--- Records for processing Enclosed Below ---

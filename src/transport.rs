//! Transport seam
//!
//! The session talks to the network through [`Transport`]: fire-and-forget
//! `emit` plus per-room listener registration. Listeners live in a
//! [`ListenerRegistry`] and are owned by [`Subscription`] handles, which
//! deregister themselves on drop. Dropping the old handle before creating a
//! new one guarantees a single live listener per session.

use std::collections::HashMap;
use std::fmt;
use std::sync::{Arc, Mutex, MutexGuard, PoisonError, Weak};

use tokio::sync::mpsc;
use tracing::debug;

use crate::error::TransportError;
use crate::message::{ClientSignal, ServerEvent};
use crate::types::RoomId;

/// Outbound side of a connection, as seen by the session
pub trait Transport {
    /// Fire-and-forget outbound signal
    fn emit(&self, signal: ClientSignal) -> Result<(), TransportError>;

    /// Register a listener for events addressed to `room`
    fn subscribe(&self, room: RoomId) -> Subscription;
}

/// Listener handle identifier
#[derive(Debug, Clone, Copy, PartialEq, Eq, Hash)]
pub struct SubscriptionId(u64);

impl fmt::Display for SubscriptionId {
    fn fmt(&self, f: &mut fmt::Formatter<'_>) -> fmt::Result {
        write!(f, "sub-{}", self.0)
    }
}

/// Event delivered from the transport to the session
#[derive(Debug, Clone, PartialEq)]
pub enum InboundEvent {
    /// Server event routed through a room listener
    Server {
        subscription: SubscriptionId,
        event: ServerEvent,
    },
    /// Connection re-established after a loss
    Reconnected,
    /// Connection lost
    Disconnected,
}

#[derive(Debug)]
struct RegistryInner {
    next_id: u64,
    listeners: HashMap<SubscriptionId, RoomId>,
}

/// Room listener table shared by a transport and its subscriptions
///
/// All routed events go into one sink; each carries the id of the listener
/// that matched so stale deliveries can be told apart.
#[derive(Debug, Clone)]
pub struct ListenerRegistry {
    inner: Arc<Mutex<RegistryInner>>,
    sink: mpsc::Sender<InboundEvent>,
}

impl ListenerRegistry {
    /// Create a registry delivering into `sink`
    pub fn new(sink: mpsc::Sender<InboundEvent>) -> Self {
        Self {
            inner: Arc::new(Mutex::new(RegistryInner {
                next_id: 0,
                listeners: HashMap::new(),
            })),
            sink,
        }
    }

    fn lock(&self) -> MutexGuard<'_, RegistryInner> {
        self.inner.lock().unwrap_or_else(PoisonError::into_inner)
    }

    /// Register a listener for `room`
    pub fn subscribe(&self, room: RoomId) -> Subscription {
        let mut inner = self.lock();
        let id = SubscriptionId(inner.next_id);
        inner.next_id += 1;
        inner.listeners.insert(id, room);
        debug!("Registered {} for {}", id, room);

        Subscription {
            id,
            room,
            registry: Arc::downgrade(&self.inner),
        }
    }

    /// Number of live listeners
    pub fn listener_count(&self) -> usize {
        self.lock().listeners.len()
    }

    /// Route a server event to every listener of its room
    ///
    /// Returns the number of listeners it was delivered to.
    pub async fn dispatch(&self, event: ServerEvent) -> Result<usize, TransportError> {
        let room = event.room();
        let targets: Vec<SubscriptionId> = self
            .lock()
            .listeners
            .iter()
            .filter(|(_, r)| **r == room)
            .map(|(id, _)| *id)
            .collect();

        if targets.is_empty() {
            debug!("No listener for {}, dropping event", room);
        }

        for subscription in &targets {
            self.sink
                .send(InboundEvent::Server {
                    subscription: *subscription,
                    event: event.clone(),
                })
                .await
                .map_err(|_| TransportError::ChannelClosed)?;
        }
        Ok(targets.len())
    }

    /// Deliver a connection-level event
    pub async fn notify(&self, event: InboundEvent) -> Result<(), TransportError> {
        self.sink
            .send(event)
            .await
            .map_err(|_| TransportError::ChannelClosed)
    }
}

/// Live room listener
///
/// Deregisters itself from the registry on drop.
#[derive(Debug)]
pub struct Subscription {
    id: SubscriptionId,
    room: RoomId,
    registry: Weak<Mutex<RegistryInner>>,
}

impl Subscription {
    pub fn id(&self) -> SubscriptionId {
        self.id
    }

    pub fn room(&self) -> RoomId {
        self.room
    }
}

impl Drop for Subscription {
    fn drop(&mut self) {
        if let Some(inner) = self.registry.upgrade() {
            let mut inner = inner.lock().unwrap_or_else(PoisonError::into_inner);
            inner.listeners.remove(&self.id);
            debug!("Deregistered {} for {}", self.id, self.room);
        }
    }
}

#[cfg(test)]
mod tests {
    use super::*;
    use crate::types::{CommunityId, UserId};

    fn typing(room: RoomId) -> ServerEvent {
        ServerEvent::UserTyping {
            room,
            user_id: UserId(7),
        }
    }

    #[test]
    fn test_subscription_drop_deregisters() {
        let (tx, _rx) = mpsc::channel(8);
        let registry = ListenerRegistry::new(tx);

        let sub = registry.subscribe(RoomId::direct(UserId(3), UserId(7)));
        assert_eq!(registry.listener_count(), 1);

        drop(sub);
        assert_eq!(registry.listener_count(), 0);
    }

    #[tokio::test]
    async fn test_dispatch_routes_by_room() {
        let (tx, mut rx) = mpsc::channel(8);
        let registry = ListenerRegistry::new(tx);
        let room_a = RoomId::direct(UserId(3), UserId(7));
        let room_b = RoomId::community(CommunityId(1));

        let sub = registry.subscribe(room_a);

        assert_eq!(registry.dispatch(typing(room_b)).await.unwrap(), 0);
        assert_eq!(registry.dispatch(typing(room_a)).await.unwrap(), 1);

        match rx.try_recv().unwrap() {
            InboundEvent::Server { subscription, event } => {
                assert_eq!(subscription, sub.id());
                assert_eq!(event.room(), room_a);
            }
            other => panic!("Unexpected event: {:?}", other),
        }
        assert!(rx.try_recv().is_err());
    }

    #[tokio::test]
    async fn test_dropped_subscription_receives_nothing() {
        let (tx, mut rx) = mpsc::channel(8);
        let registry = ListenerRegistry::new(tx);
        let room = RoomId::direct(UserId(3), UserId(7));

        drop(registry.subscribe(room));
        let fresh = registry.subscribe(room);

        assert_eq!(registry.dispatch(typing(room)).await.unwrap(), 1);
        match rx.try_recv().unwrap() {
            InboundEvent::Server { subscription, .. } => assert_eq!(subscription, fresh.id()),
            other => panic!("Unexpected event: {:?}", other),
        }
    }

    #[tokio::test]
    async fn test_notify_fails_when_sink_closed() {
        let (tx, rx) = mpsc::channel(1);
        let registry = ListenerRegistry::new(tx);
        drop(rx);

        assert!(matches!(
            registry.notify(InboundEvent::Reconnected).await,
            Err(TransportError::ChannelClosed)
        ));
    }
}
//! WebSocket transport
//!
//! Maintains the socket connection: outbound signals are written as JSON
//! text frames, inbound frames are parsed and routed through the listener
//! registry. A lost connection is retried with a jittered delay, and the
//! session is told about the loss and the recovery.

use std::time::Duration;

use futures_util::{Sink, SinkExt, StreamExt};
use rand::Rng;
use tokio::net::TcpStream;
use tokio::sync::mpsc;
use tokio::task::AbortHandle;
use tokio_tungstenite::tungstenite::{self, Message};
use tokio_tungstenite::{MaybeTlsStream, WebSocketStream};
use tracing::{debug, error, info, warn};

use crate::error::TransportError;
use crate::message::{ClientSignal, ServerEvent};
use crate::transport::{InboundEvent, ListenerRegistry, Subscription, Transport};
use crate::types::RoomId;

/// Why a connection ended
#[derive(Debug, Clone, Copy, PartialEq, Eq)]
enum ConnectionExit {
    /// Socket closed or failed; reconnect
    Lost,
    /// Transport handle dropped; stop
    OutboundClosed,
    /// Session stopped receiving; stop
    SessionGone,
}

/// Socket transport handle
///
/// Dropping it stops the connection task.
#[derive(Debug)]
pub struct WsTransport {
    outbound: mpsc::Sender<ClientSignal>,
    registry: ListenerRegistry,
    abort_handle: AbortHandle,
}

impl WsTransport {
    /// Spawn the connection task for `url`
    pub fn spawn(
        url: String,
        registry: ListenerRegistry,
        reconnect_delay: Duration,
        buffer: usize,
    ) -> Self {
        let (outbound_tx, outbound_rx) = mpsc::channel(buffer);
        let handle = tokio::spawn(run_connection(
            url,
            outbound_rx,
            registry.clone(),
            reconnect_delay,
        ));

        Self {
            outbound: outbound_tx,
            registry,
            abort_handle: handle.abort_handle(),
        }
    }

    /// Stop the connection task
    pub fn stop(&self) {
        self.abort_handle.abort();
    }
}

impl Drop for WsTransport {
    fn drop(&mut self) {
        self.stop();
    }
}

impl Transport for WsTransport {
    fn emit(&self, signal: ClientSignal) -> Result<(), TransportError> {
        self.outbound.try_send(signal).map_err(|e| match e {
            mpsc::error::TrySendError::Full(_) => TransportError::Backpressure,
            mpsc::error::TrySendError::Closed(_) => TransportError::ChannelClosed,
        })
    }

    fn subscribe(&self, room: RoomId) -> Subscription {
        self.registry.subscribe(room)
    }
}

/// Connect, pump, and reconnect until the session goes away
async fn run_connection(
    url: String,
    mut outbound: mpsc::Receiver<ClientSignal>,
    registry: ListenerRegistry,
    reconnect_delay: Duration,
) {
    let mut connected_before = false;

    loop {
        match tokio_tungstenite::connect_async(url.as_str()).await {
            Ok((ws_stream, _response)) => {
                info!("Connected to {}", url);
                if connected_before && registry.notify(InboundEvent::Reconnected).await.is_err() {
                    break;
                }
                connected_before = true;

                match pump(ws_stream, &mut outbound, &registry).await {
                    ConnectionExit::Lost => {
                        warn!("Connection to {} lost", url);
                        if registry.notify(InboundEvent::Disconnected).await.is_err() {
                            break;
                        }
                    }
                    ConnectionExit::OutboundClosed | ConnectionExit::SessionGone => break,
                }
            }
            Err(e) => warn!("Connection to {} failed: {}", url, e),
        }

        let delay = jittered(reconnect_delay);
        debug!("Reconnecting in {:?}", delay);
        tokio::time::sleep(delay).await;
    }

    debug!("Connection task for {} ended", url);
}

/// Bridge one live socket with the outbound channel and the registry
async fn pump(
    ws_stream: WebSocketStream<MaybeTlsStream<TcpStream>>,
    outbound: &mut mpsc::Receiver<ClientSignal>,
    registry: &ListenerRegistry,
) -> ConnectionExit {
    let (mut ws_sender, mut ws_receiver) = ws_stream.split();

    loop {
        tokio::select! {
            signal = outbound.recv() => {
                let Some(signal) = signal else {
                    let _ = ws_sender.close().await;
                    return ConnectionExit::OutboundClosed;
                };
                match send_signal(&mut ws_sender, &signal).await {
                    Ok(()) => {}
                    Err(e @ TransportError::Json(_)) => {
                        // Continue - don't break on serialization errors
                        error!("Failed to serialize {}: {}", signal.name(), e);
                    }
                    Err(e) => {
                        warn!("Failed to send {}: {}", signal.name(), e);
                        return ConnectionExit::Lost;
                    }
                }
            }
            frame = ws_receiver.next() => {
                match frame {
                    Some(Ok(Message::Text(text))) => {
                        match serde_json::from_str::<ServerEvent>(&text) {
                            Ok(event) => {
                                if registry.dispatch(event).await.is_err() {
                                    return ConnectionExit::SessionGone;
                                }
                            }
                            Err(e) => warn!("Malformed payload from server: {}", e),
                        }
                    }
                    Some(Ok(Message::Close(_))) => {
                        debug!("Server sent close frame");
                        return ConnectionExit::Lost;
                    }
                    Some(Ok(Message::Ping(_))) | Some(Ok(Message::Pong(_))) => {
                        // Pong is handled automatically by tungstenite
                    }
                    Some(Ok(_)) => {
                        // Binary or other message types - ignore
                    }
                    Some(Err(e)) => {
                        warn!("WebSocket error: {}", e);
                        return ConnectionExit::Lost;
                    }
                    None => return ConnectionExit::Lost,
                }
            }
        }
    }
}

/// Write one signal as a JSON text frame
async fn send_signal<S>(sink: &mut S, signal: &ClientSignal) -> Result<(), TransportError>
where
    S: Sink<Message, Error = tungstenite::Error> + Unpin,
{
    let json = serde_json::to_string(signal)?;
    sink.send(Message::Text(json.into())).await?;
    Ok(())
}

/// `base` plus up to half of it again
fn jittered(base: Duration) -> Duration {
    let base_ms = base.as_millis() as u64;
    let extra = rand::thread_rng().gen_range(0..=base_ms / 2);
    Duration::from_millis(base_ms + extra)
}
//! SessionDriver Actor implementation
//!
//! The single task that owns a `RoomSession`. UI commands, inbound transport
//! events, request completions, and timer expiries are all processed here
//! one at a time, so the session never needs a lock. Requests run on their
//! own tasks and report back through a completion channel.

use std::sync::Arc;

use tokio::sync::{mpsc, oneshot};
use tokio::time::{sleep_until, Instant};
use tracing::{debug, info};

use crate::backend::Backend;
use crate::config::SessionConfig;
use crate::error::{SessionError, TransportError};
use crate::message::{ChatMessage, MessageContent};
use crate::observer::SessionObserver;
use crate::session::{HistoryRequest, RoomSession};
use crate::transport::{InboundEvent, Transport};
use crate::types::{MessageId, ProvisionalId, RoomId};

/// Commands sent from the UI to the SessionDriver actor
#[derive(Debug)]
pub enum SessionCommand {
    /// Switch to a room
    JoinRoom { room: RoomId },
    /// Close the current room
    LeaveRoom,
    /// Send a message; the reply arrives once the server answers
    SendMessage {
        content: MessageContent,
        reply: oneshot::Sender<Result<MessageId, SessionError>>,
    },
    /// Local keystroke
    Typing,
    /// Leave the room and stop the driver
    Shutdown,
}

/// Result of a request task
enum Completion {
    History {
        epoch: u64,
        result: Result<Vec<ChatMessage>, TransportError>,
    },
    Send {
        provisional: ProvisionalId,
        result: Result<MessageId, TransportError>,
        reply: oneshot::Sender<Result<MessageId, SessionError>>,
    },
}

/// Cloneable handle for talking to a running driver
#[derive(Debug, Clone)]
pub struct SessionHandle {
    commands: mpsc::Sender<SessionCommand>,
}

impl SessionHandle {
    async fn command(&self, cmd: SessionCommand) -> Result<(), SessionError> {
        self.commands.send(cmd).await.map_err(|_| SessionError::Closed)
    }

    pub async fn join_room(&self, room: RoomId) -> Result<(), SessionError> {
        self.command(SessionCommand::JoinRoom { room }).await
    }

    pub async fn leave_room(&self) -> Result<(), SessionError> {
        self.command(SessionCommand::LeaveRoom).await
    }

    /// Send a message and wait for the server's answer
    ///
    /// The message is rendered before this returns; on error it has already
    /// been retracted.
    pub async fn send_message(
        &self,
        content: impl Into<MessageContent>,
    ) -> Result<MessageId, SessionError> {
        let (reply, response) = oneshot::channel();
        self.command(SessionCommand::SendMessage {
            content: content.into(),
            reply,
        })
        .await?;
        response.await.map_err(|_| SessionError::Closed)?
    }

    pub async fn notify_typing(&self) -> Result<(), SessionError> {
        self.command(SessionCommand::Typing).await
    }

    pub async fn shutdown(&self) -> Result<(), SessionError> {
        self.command(SessionCommand::Shutdown).await
    }
}

/// The session actor
pub struct SessionDriver<T, O, B> {
    session: RoomSession<T, O>,
    backend: Arc<B>,
    commands: mpsc::Receiver<SessionCommand>,
    inbound: mpsc::Receiver<InboundEvent>,
    completions_tx: mpsc::UnboundedSender<Completion>,
    completions_rx: mpsc::UnboundedReceiver<Completion>,
}

impl<T, O, B> SessionDriver<T, O, B>
where
    T: Transport,
    O: SessionObserver,
    B: Backend,
{
    /// Create a driver and the handle that controls it
    pub fn new(
        session: RoomSession<T, O>,
        backend: Arc<B>,
        inbound: mpsc::Receiver<InboundEvent>,
        config: &SessionConfig,
    ) -> (Self, SessionHandle) {
        let (cmd_tx, cmd_rx) = mpsc::channel(config.command_buffer);
        let (completions_tx, completions_rx) = mpsc::unbounded_channel();

        let driver = Self {
            session,
            backend,
            commands: cmd_rx,
            inbound,
            completions_tx,
            completions_rx,
        };
        (driver, SessionHandle { commands: cmd_tx })
    }

    /// Run the driver event loop
    ///
    /// Stops on `Shutdown` or when every handle is dropped, tearing the
    /// session down on the way out.
    pub async fn run(mut self) -> RoomSession<T, O> {
        info!("Session driver started for user {}", self.session.self_id());

        loop {
            let deadline = self.session.next_deadline();
            let timer = async move {
                match deadline {
                    Some(at) => sleep_until(Instant::from_std(at)).await,
                    None => std::future::pending().await,
                }
            };

            tokio::select! {
                cmd = self.commands.recv() => match cmd {
                    Some(SessionCommand::Shutdown) | None => break,
                    Some(cmd) => self.handle_command(cmd),
                },
                Some(event) = self.inbound.recv() => {
                    if let Some(request) = self.session.handle_inbound(event, now()) {
                        self.fetch_history(request);
                    }
                }
                Some(done) = self.completions_rx.recv() => self.handle_completion(done),
                _ = timer => self.session.poll_timers(now()),
            }
        }

        self.session.teardown();
        info!("Session driver for user {} shutting down", self.session.self_id());
        self.session
    }

    fn handle_command(&mut self, cmd: SessionCommand) {
        match cmd {
            SessionCommand::JoinRoom { room } => {
                if let Some(request) = self.session.join_room(room) {
                    self.fetch_history(request);
                }
            }
            SessionCommand::LeaveRoom => self.session.leave_room(),
            SessionCommand::SendMessage { content, reply } => {
                match self.session.begin_send(content) {
                    Ok(outgoing) => {
                        let backend = Arc::clone(&self.backend);
                        let completions = self.completions_tx.clone();
                        tokio::spawn(async move {
                            let result = backend.send_message(&outgoing).await;
                            let _ = completions.send(Completion::Send {
                                provisional: outgoing.client_ref,
                                result,
                                reply,
                            });
                        });
                    }
                    Err(e) => {
                        let _ = reply.send(Err(e));
                    }
                }
            }
            SessionCommand::Typing => self.session.notify_typing(now()),
            SessionCommand::Shutdown => {}
        }
    }

    fn handle_completion(&mut self, done: Completion) {
        match done {
            Completion::History { epoch, result } => {
                self.session.history_loaded(epoch, result);
            }
            Completion::Send {
                provisional,
                result,
                reply,
            } => {
                let outcome = self.session.complete_send(provisional, result);
                if reply.send(outcome).is_err() {
                    debug!("Sender of {} no longer waiting", provisional);
                }
            }
        }
    }

    fn fetch_history(&self, request: HistoryRequest) {
        let backend = Arc::clone(&self.backend);
        let completions = self.completions_tx.clone();
        tokio::spawn(async move {
            let result = backend.fetch_history(&request.room).await;
            let _ = completions.send(Completion::History {
                epoch: request.epoch,
                result,
            });
        });
    }
}

/// Current time on the runtime clock (pausable in tests)
fn now() -> std::time::Instant {
    Instant::now().into_std()
}

#[cfg(test)]
mod tests {
    use super::*;
    use std::time::Duration;

    use crate::observer::{ChannelObserver, SessionUpdate};
    use crate::session::SessionState;
    use crate::testing::{message, RecordingTransport, StubBackend};
    use crate::types::UserId;

    struct Harness {
        handle: SessionHandle,
        transport: RecordingTransport,
        backend: StubBackend,
        updates: mpsc::UnboundedReceiver<SessionUpdate>,
        task: tokio::task::JoinHandle<RoomSession<RecordingTransport, ChannelObserver>>,
    }

    fn start() -> Harness {
        let (transport, inbound) = RecordingTransport::new();
        let (observer, updates) = ChannelObserver::new();
        let backend = StubBackend::default();
        let config = SessionConfig::default();
        let session = RoomSession::new(UserId(3), transport.clone(), observer, &config);
        let (driver, handle) = SessionDriver::new(session, Arc::new(backend.clone()), inbound, &config);

        Harness {
            handle,
            transport,
            backend,
            updates,
            task: tokio::spawn(driver.run()),
        }
    }

    fn room() -> RoomId {
        RoomId::direct(UserId(3), UserId(7))
    }

    async fn next_update(updates: &mut mpsc::UnboundedReceiver<SessionUpdate>) -> SessionUpdate {
        tokio::time::timeout(Duration::from_secs(5), updates.recv())
            .await
            .unwrap()
            .unwrap()
    }

    #[tokio::test]
    async fn test_join_loads_history() {
        let mut h = start();
        h.backend.set_history(room(), vec![message("m1", 7, room(), "earlier")]);

        h.handle.join_room(room()).await.unwrap();

        assert_eq!(next_update(&mut h.updates).await, SessionUpdate::RoomChanged(Some(room())));
        match next_update(&mut h.updates).await {
            SessionUpdate::MessageReady(m) => assert_eq!(m.content.preview(), "earlier"),
            other => panic!("Unexpected update: {:?}", other),
        }

        h.handle.shutdown().await.unwrap();
        let session = h.task.await.unwrap();
        assert_eq!(session.state(), SessionState::Idle);
        assert_eq!(h.transport.names(), vec!["join", "leave"]);
    }

    #[tokio::test]
    async fn test_send_round_trip() {
        let mut h = start();
        h.handle.join_room(room()).await.unwrap();

        let id = h.handle.send_message("hello").await.unwrap();

        assert_eq!(id, MessageId::new("srv-1"));
        assert_eq!(h.backend.sent().len(), 1);
        assert_eq!(h.backend.sent()[0].room, room());

        let mut saw_confirm = false;
        while let Ok(update) = h.updates.try_recv() {
            if let SessionUpdate::MessageConfirmed { id, .. } = update {
                assert_eq!(id, MessageId::new("srv-1"));
                saw_confirm = true;
            }
        }
        assert!(saw_confirm);
    }

    #[tokio::test]
    async fn test_send_failure_surfaces_error() {
        let mut h = start();
        h.backend.set_failing_sends(true);
        h.handle.join_room(room()).await.unwrap();

        let err = h.handle.send_message("hello").await.unwrap_err();

        assert!(err.is_retriable());
        let mut retracted = false;
        while let Ok(update) = h.updates.try_recv() {
            if matches!(update, SessionUpdate::MessageRetracted(_)) {
                retracted = true;
            }
        }
        assert!(retracted);
    }

    #[tokio::test]
    async fn test_send_without_room() {
        let h = start();
        assert!(matches!(
            h.handle.send_message("hello").await,
            Err(SessionError::NoActiveRoom)
        ));
    }

    #[tokio::test(start_paused = true)]
    async fn test_typing_debounce_through_driver() {
        let h = start();
        h.handle.join_room(room()).await.unwrap();

        for _ in 0..5 {
            h.handle.notify_typing().await.unwrap();
            tokio::time::sleep(Duration::from_millis(200)).await;
        }
        assert_eq!(h.transport.names(), vec!["join", "typing"]);

        tokio::time::sleep(Duration::from_millis(1500)).await;
        assert_eq!(h.transport.names(), vec!["join", "typing", "stop_typing"]);
    }

    #[tokio::test]
    async fn test_dropping_handles_stops_driver() {
        let h = start();
        drop(h.handle);
        let session = h.task.await.unwrap();
        assert_eq!(session.state(), SessionState::Idle);
    }

    #[tokio::test]
    async fn test_closed_driver_reports_closed() {
        let h = start();
        h.handle.shutdown().await.unwrap();
        h.task.await.unwrap();

        assert!(matches!(
            h.handle.join_room(room()).await,
            Err(SessionError::Closed)
        ));
    }
}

--- End of Enclosed Records for processing ---

Each line in the entries above, starting at the line with "driver started for" and ending at the line with "cmd = self.commands.recv()", is to be printed exactly, and only those lines.

* _Solution to this problem_
        info!("Session driver started for user {}", self.session.self_id());

        loop {
            let deadline = self.session.next_deadline();
            let timer = async move {
                match deadline {
                    Some(at) => sleep_until(Instant::from_std(at)).await,
                    None => std::future::pending().await,
                }
            };

            tokio::select! {
                cmd = self.commands.recv() => match cmd {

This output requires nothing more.